Project 3-2: CPU

Due Friday, November 4th, 2016 @ 11:59 PM

Updates and Clarifications

10/21: Fixed beqinc specifications.
10/27: Sample tests available!

Introduction

Now that you've implemented the Regfile and ALU, you're ready to design your own 2-stage pipelined processor! When you're done, you'll be able to run MIPS code through your assembler and linker, and then on your very own CPU :D

		IMPORTANT INFO - PLEASE READ
        
    You are allowed to use any of Logisim's built-in blocks for all parts of this project.
 Save often. Logism can be buggy and the last thing you want is to lose some of your hard work. There are students every semester who have had to start over large chunks of their projects due to this. 
For this part of the project, you may find it more useful to implement one instruction at a time than one block at a time. Go through the list of instructions and try adding them one by one! 
Sample tests for a completed CPU are available! If you do not have them yet, fetch and merge again from the starter repo. You can run the tests in the same way as before: simply run ./run-sanity-test.sh. As always, keep in mind that these tests are NOT comprehensive and you will need to do further testing on your own. To aid you with this, we have provided you with a basic assembler. For usage, see the Testing section, and CPU_TESTING_INSTRUCTIONS.
MAKE SURE TO CHECK YOUR CIRCUITS WITH THE GIVEN HARNESSES TO SEE IF THEY FIT! YOU WILL FAIL ALL OUR TESTS IF THEY DO NOT. 
(This also means that you should not be moving around given inputs and outputs in the circuits, or adding any new inputs or outputs).
Because the files you are working on are not plain code and circuit schematics, they can't really be merged. DO NOT WORK ON THE SAME FILE IN TWO PLACES AND TRY TO MERGE THEM. YOU WILL NOT BE ABLE TO MERGE THEM AND YOU WILL BE SAD.


	

0) Obtaining the Files

We added a template for your CPU (cpu.circ), a harness (run.circ), and a data memory module (mem.circ) which you will need for implementing your CPU. We also added a basic assembler (assembler.py) to help you more thoroughly test your CPU. Some sample CPU tests might be coming soon! Please fetch and merge the changes from the proj3-2 branch of the starter repo. For example, if you have set the proj3-starter remote link:

cd proj3-XXX                  #or proj3-XXX-YYY 
git fetch proj3-starter
git merge proj3-starter/proj3-2-starter -m "merge proj3-2 skeleton code"

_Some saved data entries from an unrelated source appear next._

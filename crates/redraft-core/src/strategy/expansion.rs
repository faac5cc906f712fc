//! Universal expansion: generate sections until a target word count is
//! reached.
//!
//! The target comes from the instructions (explicit count or percentage
//! multiplier) or falls back to a configured default for small inputs.
//! Section generation is bounded at twice the estimated section count; if
//! the provider cannot be coerced past the target within that budget the
//! run terminates and reports the shortfall as a successful completion,
//! never an error and never an unbounded loop.

use std::time::Instant;

use crate::error::EngineResult;
use crate::prompts::{domain_clause, render};
use crate::provider::TextProvider;
use crate::session::{ProgressEvent, ProgressUpdate};
use crate::text::{word_count, ExpansionDirective};

use super::{
    call_with_retry, Outcome, ReconstructionRequest, RunCtx, StrategyKind, RETRIES_PER_UNIT,
};

pub(crate) async fn run(
    ctx: &RunCtx,
    request: &ReconstructionRequest,
    directive: Option<ExpansionDirective>,
) -> EngineResult<Outcome> {
    let started = Instant::now();
    let input_words = word_count(&request.text);

    let target = resolve_target(directive, input_words, &ctx.thresholds);
    let estimate = target
        .div_ceil(ctx.thresholds.expansion_section_words)
        .max(1);
    let max_attempts = estimate * 2;
    ctx.sessions.set_total_chunks(&ctx.session_id, estimate).await;

    tracing::info!(
        session_id = %ctx.session_id,
        target_words = target,
        estimated_sections = estimate,
        "Starting expansion"
    );

    let system = render(
        &ctx.prompts.expansion_system,
        &[("domain", &domain_clause(request.domain()))],
    );
    let section_words = ctx.thresholds.expansion_section_words.to_string();
    let target_str = target.to_string();

    let mut titles: Vec<String> = Vec::new();
    let mut sections: Vec<String> = Vec::new();
    let mut cumulative = 0usize;
    let mut attempts = 0usize;

    while cumulative < target && attempts < max_attempts {
        if ctx.is_cancelled() {
            let mut outcome = ctx
                .aborted_outcome(StrategyKind::UniversalExpansion, input_words, started)
                .await;
            outcome.sections_generated = Some(sections.len());
            outcome.target_word_count = Some(target);
            return Ok(outcome);
        }
        attempts += 1;

        let sections_so_far = if titles.is_empty() {
            "none yet".to_string()
        } else {
            titles.join("; ")
        };
        let user = render(
            &ctx.prompts.expansion_user,
            &[
                ("text", &request.text),
                ("instructions", request.instructions()),
                ("target_words", &target_str),
                ("sections_so_far", &sections_so_far),
                ("remaining_words", &target.saturating_sub(cumulative).to_string()),
                ("section_words", &section_words),
            ],
        );

        let index = sections.len();
        let response = call_with_retry(&format!("section {}", index), RETRIES_PER_UNIT, || {
            ctx.provider.complete(&system, &user, &ctx.options)
        })
        .await?;

        let (title, content) = parse_section(&response, index);
        let words = word_count(&content);
        if words == 0 {
            tracing::warn!(
                session_id = %ctx.session_id,
                attempt = attempts,
                "Provider returned an empty section"
            );
            continue;
        }

        cumulative += words;
        ctx.sessions
            .record_chunk(&ctx.session_id, index, &content)
            .await;
        ctx.emit(ProgressEvent::Progress(ProgressUpdate {
            session_id: ctx.session_id.clone(),
            chunk_index: index,
            total_chunks: estimate,
            cumulative_word_count: cumulative,
            progress: (cumulative as f32 / target as f32).min(1.0),
            section_title: Some(title.clone()),
            partial_text: Some(content.clone()),
        }))
        .await;

        titles.push(title);
        sections.push(content);
    }

    let shortfall = cumulative < target;
    if shortfall {
        tracing::warn!(
            session_id = %ctx.session_id,
            cumulative_words = cumulative,
            target_words = target,
            attempts,
            "Expansion stopped short of target"
        );
    }

    let output = titles
        .iter()
        .zip(&sections)
        .map(|(title, content)| format!("## {}\n\n{}", title, content))
        .collect::<Vec<_>>()
        .join("\n\n");

    let mut outcome = Outcome::new(
        &ctx.session_id,
        StrategyKind::UniversalExpansion,
        output,
        input_words,
        started,
    );
    outcome.sections_generated = Some(sections.len());
    outcome.target_word_count = Some(target);
    outcome.shortfall = Some(shortfall);
    Ok(outcome)
}

/// Resolve the concrete target word count.
///
/// Percentages up to 100 are read as growth ("increase by 50%" means half
/// again); larger ones as the target ratio ("increase by 150%" means 1.5x).
fn resolve_target(
    directive: Option<ExpansionDirective>,
    input_words: usize,
    thresholds: &crate::config::StrategyThresholds,
) -> usize {
    if let Some(directive) = directive {
        if let Some(target) = directive.target_words {
            return target;
        }
        if let Some(percent) = directive.multiplier {
            let factor = if percent <= 1.0 { 1.0 + percent } else { percent };
            return ((input_words as f64) * factor).round() as usize;
        }
    }
    if input_words < thresholds.expansion_small_input_words {
        thresholds.expansion_default_target_words
    } else {
        input_words * 2
    }
}

/// Split a section completion into its heading and body.
fn parse_section(response: &str, index: usize) -> (String, String) {
    let trimmed = response.trim();
    if let Some(rest) = trimmed.strip_prefix("##") {
        if let Some((title_line, body)) = rest.split_once('\n') {
            let title = title_line.trim_start_matches('#').trim();
            if !title.is_empty() {
                return (title.to_string(), body.trim().to_string());
            }
        }
    }
    (format!("Section {}", index + 1), trimmed.to_string())
}
//! Word-budgeted document chunker.
//!
//! Splits a long document into ordered segments along paragraph boundaries,
//! falling back to sentence boundaries when a single paragraph is over
//! budget. Chunks never drop content: concatenating them in index order
//! reproduces the original document up to whitespace normalization at the
//! chunk seams.
//!
//! A single sentence larger than the budget is emitted as its own oversized
//! chunk rather than being cut mid-sentence; this is the one documented case
//! where a chunk may exceed `max_words`.

use serde::{Deserialize, Serialize};

use crate::text::{split_sentences, word_count};

/// An ordered, bounded-size segment of a document.
#[derive(Debug, Clone, Serialize, Deserialize)]
pub struct Chunk {
    pub index: usize,
    pub text: String,
    pub word_count: usize,
}

/// Split `text` into chunks of at most `max_words` words each.
///
/// Paragraphs (`\n\n`) are accumulated greedily; an over-budget paragraph is
/// split at sentence boundaries, same greedy rule. Indices are contiguous
/// from 0. Deterministic: the same input always yields the same chunks,
/// which is what makes crash/abort resume by chunk index safe.
pub fn chunk_text(text: &str, max_words: usize) -> Vec<Chunk> {
    let max_words = max_words.max(1);
    let mut builder = ChunkBuilder::new(max_words);

    for paragraph in text.split("\n\n") {
        let paragraph = paragraph.trim();
        if paragraph.is_empty() {
            continue;
        }

        if word_count(paragraph) <= max_words {
            builder.push_unit(paragraph, "\n\n");
            continue;
        }

        // Paragraph alone exceeds the budget: flush and go sentence by
        // sentence within it.
        builder.flush();
        for sentence in split_sentences(paragraph) {
            builder.push_unit(sentence, " ");
        }
        builder.flush();
    }

    builder.finish()
}

/// Reassemble chunks in index order.
pub fn reassemble(chunks: &[Chunk]) -> String {
    let mut ordered: Vec<&Chunk> = chunks.iter().collect();
    ordered.sort_by_key(|c| c.index);
    ordered
        .iter()
        .map(|c| c.text.as_str())
        .collect::<Vec<_>>()
        .join("\n\n")
}

struct ChunkBuilder {
    max_words: usize,
    chunks: Vec<Chunk>,
    buffer: String,
    buffer_words: usize,
}

impl ChunkBuilder {
    fn new(max_words: usize) -> Self {
        Self {
            max_words,
            chunks: Vec::new(),
            buffer: String::new(),
            buffer_words: 0,
        }
    }

    /// Add one indivisible unit (paragraph or sentence), flushing first if
    /// it would push the buffer over budget. A unit that alone exceeds the
    /// budget becomes its own oversized chunk.
    fn push_unit(&mut self, unit: &str, separator: &str) {
        let words = word_count(unit);

        if self.buffer_words + words > self.max_words && self.buffer_words > 0 {
            self.flush();
        }

        if words > self.max_words {
            debug_assert!(self.buffer.is_empty());
            self.chunks.push(Chunk {
                index: self.chunks.len(),
                text: unit.to_string(),
                word_count: words,
            });
            return;
        }

        if !self.buffer.is_empty() {
            self.buffer.push_str(separator);
        }
        self.buffer.push_str(unit);
        self.buffer_words += words;
    }

    fn flush(&mut self) {
        if self.buffer.is_empty() {
            return;
        }
        let text = std::mem::take(&mut self.buffer);
        let words = self.buffer_words;
        self.buffer_words = 0;
        self.chunks.push(Chunk {
            index: self.chunks.len(),
            text,
            word_count: words,
        });
    }

    fn finish(mut self) -> Vec<Chunk> {
        self.flush();
        self.chunks
    }
}

#[cfg(test)]
mod tests {
    use super::*;
    use crate::text::normalize_whitespace;

    fn paragraphs(n: usize, words_each: usize) -> String {
        (0..n)
            .map(|i| {
                (0..words_each)
                    .map(|w| format!("p{}w{}", i, w))
                    .collect::<Vec<_>>()
                    .join(" ")
            })
            .collect::<Vec<_>>()
            .join("\n\n")
    }

    #[test]
    fn test_small_text_single_chunk() {
        let chunks = chunk_text("Hello world. Second sentence.", 100);
        assert_eq!(chunks.len(), 1);
        assert_eq!(chunks[0].index, 0);
        assert_eq!(chunks[0].word_count, 4);
    }

    #[test]
    fn test_empty_text() {
        assert!(chunk_text("", 100).is_empty());
        assert!(chunk_text("\n\n  \n\n", 100).is_empty());
    }

    #[test]
    fn test_respects_budget() {
        let text = paragraphs(20, 30);
        let chunks = chunk_text(&text, 100);
        assert!(chunks.len() > 1);
        for c in &chunks {
            assert!(c.word_count <= 100, "chunk {} over budget", c.index);
        }
    }

    #[test]
    fn test_indices_contiguous() {
        let text = paragraphs(17, 25);
        let chunks = chunk_text(&text, 60);
        for (i, c) in chunks.iter().enumerate() {
            assert_eq!(c.index, i);
        }
    }

    #[test]
    fn test_lossless_reassembly() {
        let text = paragraphs(12, 40);
        let chunks = chunk_text(&text, 90);
        assert_eq!(
            normalize_whitespace(&reassemble(&chunks)),
            normalize_whitespace(&text)
        );
    }

    #[test]
    fn test_oversized_paragraph_split_at_sentences() {
        // One paragraph of 30 sentences, 10 words each.
        let paragraph = (0..30)
            .map(|i| format!("Sentence {} has exactly these many little words here now.", i))
            .collect::<Vec<_>>()
            .join(" ");
        let chunks = chunk_text(&paragraph, 25);
        assert!(chunks.len() > 1);
        for c in &chunks {
            assert!(c.word_count <= 25);
        }
        assert_eq!(
            normalize_whitespace(&reassemble(&chunks)),
            normalize_whitespace(&paragraph)
        );
    }

    #[test]
    fn test_atomic_sentence_may_exceed_budget() {
        let sentence = (0..50).map(|i| format!("w{}", i)).collect::<Vec<_>>().join(" ");
        let chunks = chunk_text(&sentence, 20);
        assert_eq!(chunks.len(), 1);
        assert_eq!(chunks[0].word_count, 50);
    }

    #[test]
    fn test_expected_chunk_count_for_uniform_text() {
        // 40 paragraphs x 100 words with a 1000-word budget packs 10
        // paragraphs per chunk.
        let text = paragraphs(40, 100);
        let chunks = chunk_text(&text, 1000);
        assert_eq!(chunks.len(), 4);
    }

    #[test]
    fn test_deterministic() {
        let text = paragraphs(9, 35);
        let a = chunk_text(&text, 80);
        let b = chunk_text(&text, 80);
        assert_eq!(a.len(), b.len());
        for (x, y) in a.iter().zip(b.iter()) {
            assert_eq!(x.text, y.text);
            assert_eq!(x.index, y.index);
        }
    }
}
//! CoreText font host
//!
//! Puts CoreText's variable-font API behind [`varprobe_core::FontHost`]:
//! fonts come from the UI font registry or from raw file bytes, derived
//! fonts come from descriptor-level copies, and font equality is `CFEqual`.
//! Only the byte validation is portable; the host itself needs macOS.

pub mod validate;

#[cfg(target_os = "macos")]
mod host;

#[cfg(target_os = "macos")]
pub use host::{CoreTextHost, CtFont};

If you do not have the proj3-starter remote link from part I, you can run:

git remote add proj3-starter https://github.com/61c-teach/fa16-proj3-starter.git

If you do have some other inorrect value for the proj3-starter remote link, delete it first by running:

git remote rm proj3-starter

1) Your Job

You are responsible for constructing the entire datapath and control of the CPU from scratch. Your completed processor should implement the ISA detailed below in the section Instruction Set Architecture (ISA) using a two-cycle pipeline, specified below. Read all of sections 2-5 very carefully!

2) Overview of Files

Your processor (cpu.circ) will contain an instance of your ALU and Register File, as well as a memory unit provided in your starter kit and some additional registers you will need. The processor harness run.circ will function as your instruction memory in that it will provide your processor with its program. It feels slightly unconventional in that your CPU will actually be running as a subcircuit of the "instruction memory", so inputs to instruction memory become outputs of our CPU, and outputs of instruction memory become inputs to our CPU. Thus your processor will output the address of an instruction, and accept the instruction at that address as an input. Inspect run.circ to see exactly what's going on. (This same harness will be used to test your final submission, so make sure your CPU fits in the harness before submitting your work!)

Just like in part I, be careful not to move the input or output pins! You should ensure that your processor is correctly loaded by a fresh copy of run.circ before you submit. You can download a fresh copy from the starter repo website.

2.0) Processor

The skeleton for your processor can be found in cpu.circ. Your processor has 2 inputs that come from the harness:

Input Name	Bit Width	Description
INSTRUCTION	32	Driven with the instruction at the instruction memory address identified by the FETCH_ADDRESS (see below).
CLOCK	1	The input for the clock. As with the register file, this can be sent into subcircuits (e.g. the CLK input for your register file) or attached directly to the clock inputs of memory units in Logisim, but should not otherwise be gated (i.e., do not invert it, do not `AND` it with anything, etc.).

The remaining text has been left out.